Quel pilote utilisent ceux qui ont un graveur Samsung?
Amicalement.


----------



## Pascal 77 (31 Août 2013)

PDD a dit:


> Quel pilote utilisent ceux qui ont un graveur Samsung?



Voilà comment est vu mon 218 :




TAO signifie "track at once" (gravure piste par piste), et DAO : "Disk at once" (tout le disque à la fois). le mode TAO ne sert en principe qu'à graver des CD audio en plusieurs fois, ou réaliser des "CD multi-sessions" (si le disque n'est pas plein, il ne grave pas de lead out tant que tu ne le demandes pas expressément).


----------



## PDD (31 Août 2013)

Exactement la même chose que toi pour mon 208, conclusion il est en panne...
Informations matériel :

 Révision du programme interne:    TS01
  Interconnexion:    USB
  Gestion de la gravure:    Oui (prise en charge de lecteur générique)
  Chemin du profil:    Aucun
  Cache:    1024 Ko
  Lecture de DVD:    Oui
  CD gravables:    -R, -RW
  DVD gravables:    -R, -R DL, -RAM, -RW, +R, +R DL, +RW
  Stratégies d&#8217;écriture:    CD-TAO, CD-SAO, CD-Raw, DVD-DAO
  Données:    Pour afficher les vitesses de gravure disponibles, insérez un disque et choisissez Fichier > Actualiser les informations


----------



## Locke (31 Août 2013)

Avant de conclure qu'il est en panne, je ferais quand même un test de gravure avec un CD-RW.

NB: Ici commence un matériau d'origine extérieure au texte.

//! CAS 物化属性查询的交互核心
//!
//! 提供从用户提交到展示渲染的完整客户端状态机，平台无关：
//! - 输入验证（[`chem_lookup_client::CasNumber`]）；
//! - 请求编排（[`QuerySession`]：`Idle → Loading → Error | Result`，
//!   请求凭证保证只有最新一次提交的结算生效）；
//! - 字段投影（[`project`] 模块：四项白名单属性 + 双语标签 + 元信息摘要）；
//! - 渲染接缝（[`Renderer`] trait，内置 [`TextRenderer`] 文本适配器）。
//!
//! 展示表面（DOM、终端等）与查询服务端都是外部协作者，
//! 分别通过 [`Renderer`] 与 [`chem_lookup_client::PropertyLookup`] 注入。

pub mod messages;
pub mod project;
mod render;
mod session;
mod state;

pub use render::{Renderer, TextRenderer};
pub use session::{Applied, QuerySession, RequestToken};
pub use state::{PropertyRow, PropertyTable, ResultView, UiState};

Qui te dit que ta série de CD-R n'est pas défectueuse ? Ca arrive aussi ce genre de problème.


----------



## PDD (1 Septembre 2013)

Ok mais j'ai essayé deux cd-r de marques différentes, de plus avec le super drive de mon Mac Book je n'ai aucun problème de gravure avec mes cd-r...


----------



## Locke (1 Septembre 2013)

PDD a dit:


> Ok mais j'ai essayé deux cd-r de marques différentes, de plus avec le super drive de mon Mac Book je n'ai aucun problème de gravure avec mes cd-r...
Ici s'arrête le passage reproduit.